When looking at performance, the HGST Ultrastar SN100 Series showed good performance throughout our tested benchmarks, even leading in a few categories. In our first application workload analysis, the HGST drive showed results at the bottom of the leaderboard with a top TPS of 3,152.13 and an aggregate of 3,149.97 TPS in the SQL Server Output test, while hitting 7.0ms in average latency. In our Sysbench tests, we saw decent overall performance from the HGST drive. In the average transactions per second benchmark, the HGST Ultrastar SN100 Series measured an aggregate of 5,853.6 TPS, which was just slightly less than the both the Intel and Memblaze drives. When looking at average latency results, the HGST had individual VMs running between 21.66ms through 22.10ms and aggregate latency of 21.87ms. In terms of our worst-case MySQL latency scenario, the HGST showed VMs running between 49.62ms and 50.07ms with an aggregate of 49.81ms, which placed it in the middle of the rankings among our tested AIC SSDs.

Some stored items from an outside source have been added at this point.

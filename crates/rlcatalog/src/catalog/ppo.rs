//! The catalog used to build models for PPO.

use super::Catalog;
use crate::models::{
    ActionDistKind, ActorCriticEncoder, ActorCriticEncoderConfig, Activation, Framework, Head,
    MlpEncoderConfig, MlpHeadConfig, ModelConfig,
};
use crate::spaces::{DynSpace, Space};
use crate::{CatalogError, Result};

/// The value head always predicts a single scalar per observation.
const VF_OUTPUT_DIM: usize = 1;

/// Catalog for PPO actor-critic models.
///
/// Resolves three sub-configurations from the spaces and the model config:
/// - an actor-critic encoder (optionally shared between the two heads),
/// - a policy head emitting action distribution parameters,
/// - a value head emitting a scalar value estimate.
///
/// Only 1-D `Box` observation spaces and `Discrete`/1-D `Box` action spaces
/// are supported. The policy head width is the number of discrete actions,
/// or twice the continuous action dimensionality (mean and log-std per
/// dimension); the downstream distribution code relies on that layout.
#[derive(Debug)]
pub struct PpoCatalog {
    observation_space: DynSpace,
    action_space: DynSpace,
    model_config: ModelConfig,
    action_dist_kind: ActionDistKind,
    actor_critic_encoder_config: ActorCriticEncoderConfig,
    pi_head_config: MlpHeadConfig,
    vf_head_config: MlpHeadConfig,
}

impl PpoCatalog {
    /// Resolve a PPO model architecture from the given spaces and config.
    ///
    /// Fails if the config requests `free_log_std`, if the observation space
    /// is not a 1-D `Box`, or if the action space is neither `Discrete` nor
    /// a 1-D `Box`.
    pub fn new(
        observation_space: DynSpace,
        action_space: DynSpace,
        model_config: ModelConfig,
    ) -> Result<Self> {
        if model_config.free_log_std {
            return Err(CatalogError::UnsupportedFeature(
                "free_log_std is not supported by the PPO catalog".to_string(),
            ));
        }

        let encoder_input_dim = match &observation_space {
            DynSpace::Box(b) if b.ndim() == 1 => b.shape()[0],
            DynSpace::Box(b) => {
                return Err(CatalogError::UnsupportedObservationSpace(format!(
                    "PPO models only support 1-D Box observation spaces, got rank {}",
                    b.ndim()
                )))
            }
            other => {
                return Err(CatalogError::UnsupportedObservationSpace(format!(
                    "PPO models only support Box observation spaces, got {}",
                    other.kind()
                )))
            }
        };

        let action_dist_kind = ActionDistKind::for_action_space(&action_space)?;
        let pi_output_dim = action_dist_kind.pi_output_dim();

        let base_encoder_config = MlpEncoderConfig {
            input_dim: encoder_input_dim,
            hidden_layer_dims: model_config.fcnet_hiddens.clone(),
            hidden_layer_activation: model_config.fcnet_activation,
        };
        let latent_dim = base_encoder_config.output_dim();

        let actor_critic_encoder_config = ActorCriticEncoderConfig {
            base_encoder_config,
            shared: model_config.vf_share_layers,
        };

        let pi_head_config = MlpHeadConfig {
            input_dim: latent_dim,
            hidden_layer_dims: model_config.post_fcnet_hiddens.clone(),
            hidden_layer_activation: model_config.post_fcnet_activation,
            output_activation: Activation::Linear,
            output_dim: pi_output_dim,
        };

        let vf_head_config = MlpHeadConfig {
            input_dim: latent_dim,
            hidden_layer_dims: model_config.post_fcnet_hiddens.clone(),
            hidden_layer_activation: model_config.post_fcnet_activation,
            output_activation: Activation::Linear,
            output_dim: VF_OUTPUT_DIM,
        };

        tracing::debug!(
            encoder_input_dim,
            latent_dim,
            pi_output_dim,
            shared = model_config.vf_share_layers,
            "resolved PPO model architecture"
        );

        Ok(Self {
            observation_space,
            action_space,
            model_config,
            action_dist_kind,
            actor_critic_encoder_config,
            pi_head_config,
            vf_head_config,
        })
    }

    /// Build the actor-critic encoder on the selected backend
    pub fn build_actor_critic_encoder(&self, framework: Framework) -> Result<ActorCriticEncoder> {
        self.actor_critic_encoder_config.build(framework)
    }

    /// Build the policy head on the selected backend
    pub fn build_pi_head(&self, framework: Framework) -> Result<Head> {
        self.pi_head_config.build(framework)
    }

    /// Build the value function head on the selected backend
    pub fn build_vf_head(&self, framework: Framework) -> Result<Head> {
        self.vf_head_config.build(framework)
    }

    pub fn observation_space(&self) -> &DynSpace {
        &self.observation_space
    }

    pub fn action_space(&self) -> &DynSpace {
        &self.action_space
    }

    pub fn model_config(&self) -> &ModelConfig {
        &self.model_config
    }

    pub fn actor_critic_encoder_config(&self) -> &ActorCriticEncoderConfig {
        &self.actor_critic_encoder_config
    }

    pub fn pi_head_config(&self) -> &MlpHeadConfig {
        &self.pi_head_config
    }

    pub fn vf_head_config(&self) -> &MlpHeadConfig {
        &self.vf_head_config
    }
}

impl Catalog for PpoCatalog {
    fn latent_dim(&self) -> usize {
        self.actor_critic_encoder_config.output_dim()
    }

    fn action_dist_kind(&self) -> ActionDistKind {
        self.action_dist_kind
    }

    // build_encoder is deliberately not implemented: PPO models consume the
    // actor-critic wrapper, never a bare encoder.
}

During our synthetic benchmarks, the HGST Ultrastar posted a fairly good numbers with a 4k throughput of 706,933 IOPS read and 229,914 IOPS write. In comparison, the Intel drive boasted top results with 851,693 IOPS read while writes hit 197,940 IOPS. Average latency showed great results, with the 0.36ms read and 1.76ms write (just behind the Intel drive). In our 8k transfers (which consists of a ratio of 70% read operations and 30% write operations), the HGST topped out at 173,022 IOPS, edging out the Intel model, but coming in just below the Memblaze PBlaze4 which measured 173,275 IOPS.

Pros

  • Multiple form factors for given needs
  • Strong database performance

Cons

  • Some max latency spikes under heavy workloads

Bottom Line

The HGST SN100 Series is HGST’s first NVMe SSD that delivers good performance with a track record of excellent quality in a variety of form factors and capacities.